* What is needed *
Find the lines of data that contain the string "number", then list them.

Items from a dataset
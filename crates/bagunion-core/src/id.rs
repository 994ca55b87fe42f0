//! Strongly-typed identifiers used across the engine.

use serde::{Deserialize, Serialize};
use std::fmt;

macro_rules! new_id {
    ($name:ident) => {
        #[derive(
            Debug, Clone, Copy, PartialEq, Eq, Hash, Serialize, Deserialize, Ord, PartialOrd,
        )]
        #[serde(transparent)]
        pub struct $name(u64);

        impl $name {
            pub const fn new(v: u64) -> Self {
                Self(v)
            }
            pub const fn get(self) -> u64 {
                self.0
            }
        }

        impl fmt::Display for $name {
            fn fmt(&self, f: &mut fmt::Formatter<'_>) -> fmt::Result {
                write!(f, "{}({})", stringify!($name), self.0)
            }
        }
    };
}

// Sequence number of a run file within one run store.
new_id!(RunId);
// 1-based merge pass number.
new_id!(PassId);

* Result below *
// Sequence number of a run file within one run store.
// 1-based merge pass number.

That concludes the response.